• _ACTION ITEM_
From the first line of the records below through the line containing "no Go token.", copy everything exactly and nothing more.
##########
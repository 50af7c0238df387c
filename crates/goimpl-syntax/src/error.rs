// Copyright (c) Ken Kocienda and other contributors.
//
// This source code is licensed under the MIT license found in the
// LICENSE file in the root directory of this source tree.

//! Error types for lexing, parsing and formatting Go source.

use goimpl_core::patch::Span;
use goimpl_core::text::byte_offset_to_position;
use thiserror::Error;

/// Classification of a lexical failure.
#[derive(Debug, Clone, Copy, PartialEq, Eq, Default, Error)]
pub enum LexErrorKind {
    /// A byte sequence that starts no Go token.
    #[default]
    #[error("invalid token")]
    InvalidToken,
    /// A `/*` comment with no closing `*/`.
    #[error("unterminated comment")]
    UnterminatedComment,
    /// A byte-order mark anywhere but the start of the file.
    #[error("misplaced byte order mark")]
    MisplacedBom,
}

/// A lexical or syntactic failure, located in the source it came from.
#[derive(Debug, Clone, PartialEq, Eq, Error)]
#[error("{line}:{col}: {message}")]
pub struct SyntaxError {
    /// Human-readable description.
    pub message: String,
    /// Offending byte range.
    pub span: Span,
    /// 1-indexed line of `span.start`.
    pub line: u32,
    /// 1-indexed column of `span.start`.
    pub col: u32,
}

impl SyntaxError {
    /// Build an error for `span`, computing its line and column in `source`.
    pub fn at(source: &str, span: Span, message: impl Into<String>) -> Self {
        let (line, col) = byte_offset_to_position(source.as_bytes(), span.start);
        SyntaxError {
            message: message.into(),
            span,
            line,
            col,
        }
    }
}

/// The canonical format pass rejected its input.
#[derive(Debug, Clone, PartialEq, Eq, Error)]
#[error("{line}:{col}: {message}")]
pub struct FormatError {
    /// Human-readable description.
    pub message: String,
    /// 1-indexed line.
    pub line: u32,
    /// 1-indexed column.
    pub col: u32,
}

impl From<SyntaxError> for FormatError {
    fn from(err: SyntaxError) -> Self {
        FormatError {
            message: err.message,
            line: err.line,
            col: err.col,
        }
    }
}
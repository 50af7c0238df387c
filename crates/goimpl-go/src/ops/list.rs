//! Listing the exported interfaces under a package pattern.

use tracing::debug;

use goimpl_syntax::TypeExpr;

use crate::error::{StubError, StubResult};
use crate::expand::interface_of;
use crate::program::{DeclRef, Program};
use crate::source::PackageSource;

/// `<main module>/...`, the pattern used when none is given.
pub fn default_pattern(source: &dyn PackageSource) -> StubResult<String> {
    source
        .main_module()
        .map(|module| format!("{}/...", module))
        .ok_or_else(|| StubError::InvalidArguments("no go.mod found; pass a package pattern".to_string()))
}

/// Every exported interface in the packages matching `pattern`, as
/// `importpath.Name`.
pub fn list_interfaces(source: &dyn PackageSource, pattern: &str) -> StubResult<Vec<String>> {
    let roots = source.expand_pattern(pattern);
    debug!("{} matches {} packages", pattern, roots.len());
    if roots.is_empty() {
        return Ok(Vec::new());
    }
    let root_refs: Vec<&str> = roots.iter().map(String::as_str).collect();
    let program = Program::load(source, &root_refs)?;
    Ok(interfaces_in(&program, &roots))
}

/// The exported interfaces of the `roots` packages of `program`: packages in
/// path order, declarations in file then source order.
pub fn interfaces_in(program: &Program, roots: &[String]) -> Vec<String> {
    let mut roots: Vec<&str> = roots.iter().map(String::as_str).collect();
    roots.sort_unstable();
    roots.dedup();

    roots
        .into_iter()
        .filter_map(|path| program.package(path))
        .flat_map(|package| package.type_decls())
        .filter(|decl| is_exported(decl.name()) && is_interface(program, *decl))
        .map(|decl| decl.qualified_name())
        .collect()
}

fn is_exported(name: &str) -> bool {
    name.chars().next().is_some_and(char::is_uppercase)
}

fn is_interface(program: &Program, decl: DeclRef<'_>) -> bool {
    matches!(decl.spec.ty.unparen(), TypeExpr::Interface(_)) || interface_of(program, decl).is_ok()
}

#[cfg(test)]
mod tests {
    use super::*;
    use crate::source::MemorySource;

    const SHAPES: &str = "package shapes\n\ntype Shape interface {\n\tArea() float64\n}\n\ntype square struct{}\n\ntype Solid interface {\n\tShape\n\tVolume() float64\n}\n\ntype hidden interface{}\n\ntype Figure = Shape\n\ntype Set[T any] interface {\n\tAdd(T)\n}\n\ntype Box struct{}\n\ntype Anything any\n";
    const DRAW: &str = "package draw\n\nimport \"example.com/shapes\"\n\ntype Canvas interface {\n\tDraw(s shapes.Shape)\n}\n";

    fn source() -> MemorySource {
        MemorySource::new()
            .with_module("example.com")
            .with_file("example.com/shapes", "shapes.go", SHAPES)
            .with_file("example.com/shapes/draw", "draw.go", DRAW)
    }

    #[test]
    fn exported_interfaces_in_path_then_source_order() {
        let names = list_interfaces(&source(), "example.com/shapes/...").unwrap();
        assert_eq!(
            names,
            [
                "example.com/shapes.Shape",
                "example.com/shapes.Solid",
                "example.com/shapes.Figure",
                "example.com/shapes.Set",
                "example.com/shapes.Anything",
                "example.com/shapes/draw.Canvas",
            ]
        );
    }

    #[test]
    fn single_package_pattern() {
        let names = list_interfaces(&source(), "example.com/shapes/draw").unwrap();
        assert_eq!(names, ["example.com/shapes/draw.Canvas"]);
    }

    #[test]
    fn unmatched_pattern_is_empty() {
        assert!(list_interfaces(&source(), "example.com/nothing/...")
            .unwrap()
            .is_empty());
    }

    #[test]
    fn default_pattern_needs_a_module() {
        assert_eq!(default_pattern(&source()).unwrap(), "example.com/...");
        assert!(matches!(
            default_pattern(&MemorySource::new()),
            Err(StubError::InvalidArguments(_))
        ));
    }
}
##########
• _RESULT OF THE EXERCISE_
repository 50af7c0238df387c
filename crates/goimpl-syntax/src/error.rs
// Copyright (c) Ken Kocienda and other contributors.
//
// This source code is licensed under the MIT license found in the
// LICENSE file in the root directory of this source tree.

//! Error types for lexing, parsing and formatting Go source.

use goimpl_core::patch::Span;
use goimpl_core::text::byte_offset_to_position;
use thiserror::Error;

/// Classification of a lexical failure.
#[derive(Debug, Clone, Copy, PartialEq, Eq, Default, Error)]
pub enum LexErrorKind {
    /// A byte sequence that starts no Go token.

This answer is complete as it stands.